Y me puse a recordar...

   El Petiso Arce, le decían. 
   Menudo pero panzón con cicatriz de apendicitis y todo, bastante desdentado y plácidamente sonriente, era como un Buda en Laguna Paiva - un sitio de pacíficos y campechanos, apellidos familiares, vagones abandonados y soderos/lecheros a caballo desde sus ferroviarios albores y hasta que vendieron la casa.

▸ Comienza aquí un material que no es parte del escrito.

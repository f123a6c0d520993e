//! Structured web-content extraction via static HTTP fetch or a
//! Chromium-rendered session with bounded page interactions.
//!
//! The [`Engine`] is the entry point: it decides per URL whether a plain
//! HTTP fetch suffices or the page needs a real browser, detects content
//! sections in three tiers, strips boilerplate, and returns an immutable
//! [`ResultDocument`] with a full audit trail of interactions and errors.

mod browser;
pub mod browser_setup;
mod detect;
mod dom;
mod engine;
mod error;
mod extract;
mod fetch;
mod interact;
mod manager;
mod model;
mod noise;
mod strategy;
mod utils;

use serde::{Deserialize, Serialize};
use std::fs;
use std::path::PathBuf;

pub use browser::{BrowserError, BrowserResult, BrowserWrapper};
pub use browser_setup::{find_browser_executable, launch_browser};
pub use engine::Engine;
pub use error::FetchError;
pub use manager::{BrowserManager, BrowserSession};
pub use model::{
    Content, ErrorPhase, Image, InteractionKind, InteractionLog, InteractionOutcome,
    InteractionRecord, Link, PageMeta, RecordedError, ResultDocument, RetrievalMode, Section,
    SectionKind,
};
pub use strategy::FetchMode;

pub const CHROME_USER_AGENT: &str = "Mozilla/5.0 (Windows NT 10.0; Win64; x64) AppleWebKit/537.36 (KHTML, like Gecko) Chrome/132.0.6834.160 Safari/537.36";

#[derive(Debug, Clone, Serialize, Deserialize)]
pub struct Config {
    #[serde(default)]
    pub scrape: ScrapeConfig,

    #[serde(default)]
    pub browser: BrowserConfig,
}

/// Everything that tunes the extraction pipeline. Each field has a
/// working default; a partial config.yaml overrides only what it names.
#[derive(Debug, Clone, Serialize, Deserialize)]
pub struct ScrapeConfig {
    /// Static pages with less visible text than this are assumed to be
    /// client-side rendered and retried in the browser.
    #[serde(default = "default_text_threshold")]
    pub text_threshold: usize,

    /// Maximum applied interactions (tab clicks, load-mores, scroll
    /// rounds, paginations) per rendered scrape.
    #[serde(default = "default_max_depth")]
    pub max_depth: usize,

    /// Scroll-to-bottom repetitions per scroll round.
    #[serde(default = "default_max_scroll_attempts")]
    pub max_scroll_attempts: usize,

    #[serde(default = "default_static_timeout_secs")]
    pub static_timeout_secs: u64,

    /// Budget for browser navigation and initial render.
    #[serde(default = "default_render_timeout_secs")]
    pub render_timeout_secs: u64,

    /// Budget for each individual page interaction.
    #[serde(default = "default_interaction_timeout_secs")]
    pub interaction_timeout_secs: u64,

    /// Wall-clock budget for a whole scrape; on expiry the partial
    /// result is returned.
    #[serde(default = "default_global_timeout_secs")]
    pub global_timeout_secs: u64,

    /// Raw HTML kept per section before truncation.
    #[serde(default = "default_max_raw_html_len")]
    pub max_raw_html_len: usize,

    #[serde(default = "default_max_link_text_len")]
    pub max_link_text_len: usize,

    #[serde(default = "default_max_alt_text_len")]
    pub max_alt_text_len: usize,

    /// Case-insensitive substrings matched against element classes and
    /// ids to drop boilerplate (cookie banners, popups, ads).
    #[serde(default = "default_noise_patterns")]
    pub noise_patterns: Vec<String>,

    /// Button/link labels that identify load-more controls.
    #[serde(default = "default_load_more_labels")]
    pub load_more_labels: Vec<String>,

    /// Pause after a scroll for lazy content to land.
    #[serde(default = "default_scroll_delay_ms")]
    pub scroll_delay_ms: u64,

    /// Pause after a click before re-reading the DOM.
    #[serde(default = "default_click_settle_ms")]
    pub click_settle_ms: u64,

    #[serde(default = "default_user_agent")]
    pub user_agent: String,
}

/// Browser security and launch configuration
#[derive(Debug, Clone, Serialize, Deserialize)]
pub struct BrowserConfig {
    /// Run browser in headless mode
    #[serde(default = "default_headless")]
    pub headless: bool,

    /// Disable web security features (Same-Origin Policy, etc.)
    /// WARNING: Only enable for trusted content
    #[serde(default = "default_disable_security")]
    pub disable_security: bool,

    /// Window dimensions
    #[serde(default)]
    pub window: WindowConfig,
}

#[derive(Debug, Clone, Serialize, Deserialize)]
pub struct WindowConfig {
    #[serde(default = "default_window_width")]
    pub width: u32,

    #[serde(default = "default_window_height")]
    pub height: u32,
}

fn default_text_threshold() -> usize {
    400
}
fn default_max_depth() -> usize {
    3
}
fn default_max_scroll_attempts() -> usize {
    3
}
fn default_static_timeout_secs() -> u64 {
    30
}
fn default_render_timeout_secs() -> u64 {
    60
}
fn default_interaction_timeout_secs() -> u64 {
    10
}
fn default_global_timeout_secs() -> u64 {
    120
}
fn default_max_raw_html_len() -> usize {
    10_000
}
fn default_max_link_text_len() -> usize {
    200
}
fn default_max_alt_text_len() -> usize {
    200
}
fn default_noise_patterns() -> Vec<String> {
    ["cookie", "popup", "modal", "ads", "banner", "newsletter", "overlay"]
        .into_iter()
        .map(String::from)
        .collect()
}
fn default_load_more_labels() -> Vec<String> {
    ["load", "more", "show"].into_iter().map(String::from).collect()
}
fn default_scroll_delay_ms() -> u64 {
    2000
}
fn default_click_settle_ms() -> u64 {
    1000
}
fn default_user_agent() -> String {
    CHROME_USER_AGENT.to_string()
}

fn default_headless() -> bool {
    true
}

fn default_disable_security() -> bool {
    false // SECURE BY DEFAULT
}

fn default_window_width() -> u32 {
    1280
}

fn default_window_height() -> u32 {
    720
}

impl Default for Config {
    fn default() -> Self {
        Self {
            scrape: ScrapeConfig::default(),
            browser: BrowserConfig::default(),
        }
    }
}

impl Default for ScrapeConfig {
    fn default() -> Self {
        Self {
            text_threshold: default_text_threshold(),
            max_depth: default_max_depth(),
            max_scroll_attempts: default_max_scroll_attempts(),
            static_timeout_secs: default_static_timeout_secs(),
            render_timeout_secs: default_render_timeout_secs(),
            interaction_timeout_secs: default_interaction_timeout_secs(),
            global_timeout_secs: default_global_timeout_secs(),
            max_raw_html_len: default_max_raw_html_len(),
            max_link_text_len: default_max_link_text_len(),
            max_alt_text_len: default_max_alt_text_len(),
            noise_patterns: default_noise_patterns(),
            load_more_labels: default_load_more_labels(),
            scroll_delay_ms: default_scroll_delay_ms(),
            click_settle_ms: default_click_settle_ms(),
            user_agent: default_user_agent(),
        }
    }
}

impl Default for BrowserConfig {
    fn default() -> Self {
        Self {
            headless: default_headless(),
            disable_security: default_disable_security(),
            window: WindowConfig::default(),
        }
    }
}

impl Default for WindowConfig {
    fn default() -> Self {
        Self {
            width: default_window_width(),
            height: default_window_height(),
        }
    }
}

/// Run the section pipeline over already-fetched HTML: noise filtering,
/// tiered detection and content extraction, with links resolved against
/// `url`. This is the same pipeline the [`Engine`] runs after either
/// retrieval path; it is public so callers with their own HTML source
/// can reuse it.
pub fn parse_sections(
    html: &str,
    url: &str,
    cfg: &ScrapeConfig,
) -> Result<Vec<Section>, FetchError> {
    let base = url::Url::parse(url)
        .map_err(|e| FetchError::InvalidUrl(url.to_string(), e.to_string()))?;
    let page = dom::PageDom::parse(html, base, cfg);
    Ok(detect::detect(&page, cfg))
}

/// Load config from config.yaml in package root
pub fn load_yaml_config() -> anyhow::Result<Config> {
    let config_path = PathBuf::from(env!("CARGO_MANIFEST_DIR")).join("config.yaml");

    if config_path.exists() {
        let contents = fs::read_to_string(&config_path)?;
        let config: Config = serde_yaml::from_str(&contents)?;
        Ok(config)
    } else {
        Ok(Config::default())
    }
}

#[cfg(test)]
mod tests {
    use super::*;

    #[test]
    fn defaults_are_sane() {
        let cfg = Config::default();
        assert_eq!(cfg.scrape.text_threshold, 400);
        assert_eq!(cfg.scrape.max_depth, 3);
        assert!(cfg.browser.headless);
        assert!(!cfg.browser.disable_security);
        assert_eq!(cfg.browser.window.width, 1280);
    }

    #[test]
    fn partial_yaml_overrides_only_named_fields() {
        let yaml = "scrape:\n  text_threshold: 50\nbrowser:\n  headless: false\n";
        let cfg: Config = serde_yaml::from_str(yaml).unwrap();
        assert_eq!(cfg.scrape.text_threshold, 50);
        assert_eq!(cfg.scrape.max_depth, 3);
        assert!(!cfg.browser.headless);
        assert_eq!(cfg.browser.window.height, 720);
    }
}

   La diferencia era que Víctor Ramón Arce, tal era su nombre completo-, venía de Santa Fe y en Paiva sentó cabeza. Amante del jazz y del tango no-Gardeliano, se le animó, de guapo, a la literatura y a la trompeta. Y a poner música en los bailes, también. Y a todo eso renunció al conocer a mi abuela -y a su hija de soltera-. En sí mismo un desafío a las estadísticas en los tiempos de Evita con Perón.
 
   De guapo nomás, terminó la escuela abanderado entrado en los 40 y armó su Mundo Cassette.
   Su Fortaleza Familiar, cubierta de enciclopedias, diccionarios, Selecciones del Reader's Digest-probablemente el único suscripto del pueblo. Y también pequeños trofeos: fotografías; piezas de pesebre, discos y montones de historietas.
La diferencia con el resto del pueblo -además de la Reader's Digest, que iba a buscar en su bicicleta al correo- era que el Petiso Arce leía.

    Miraba partidos, tomaba su vino, dormía su siesta, los sonoros ronquidos una orquesta en sí misma-
Pero sobre todo leía. Hasta cuando se jubiló, se puso al servicio de la Biblioteca del pueblo.

   El Hombre Culto, como Aristóteles, que trabajaba sin descanso, que enseñaba modales, que instaba a repetirlos cuantas veces hiciera falta.
   El Hombre Sereno, como Marco Aurelio, que se vuelve el peñón en medio de las olas (económicas, familiares, espirituales) tan embravecidas y voraces.

   Fue árbitro, también. Buscó hacer cumplir las reglas, eso estaba claro a juzgar por la forma en la que se las espetaba en voz alta al televisor o al locutor de turno. ("Fául Réferi!!", "eso es penaal Réferi!!" "Ofsáid Réferi!!"). Fanático de Boquita él, mi abuela de River, los dos de Colón.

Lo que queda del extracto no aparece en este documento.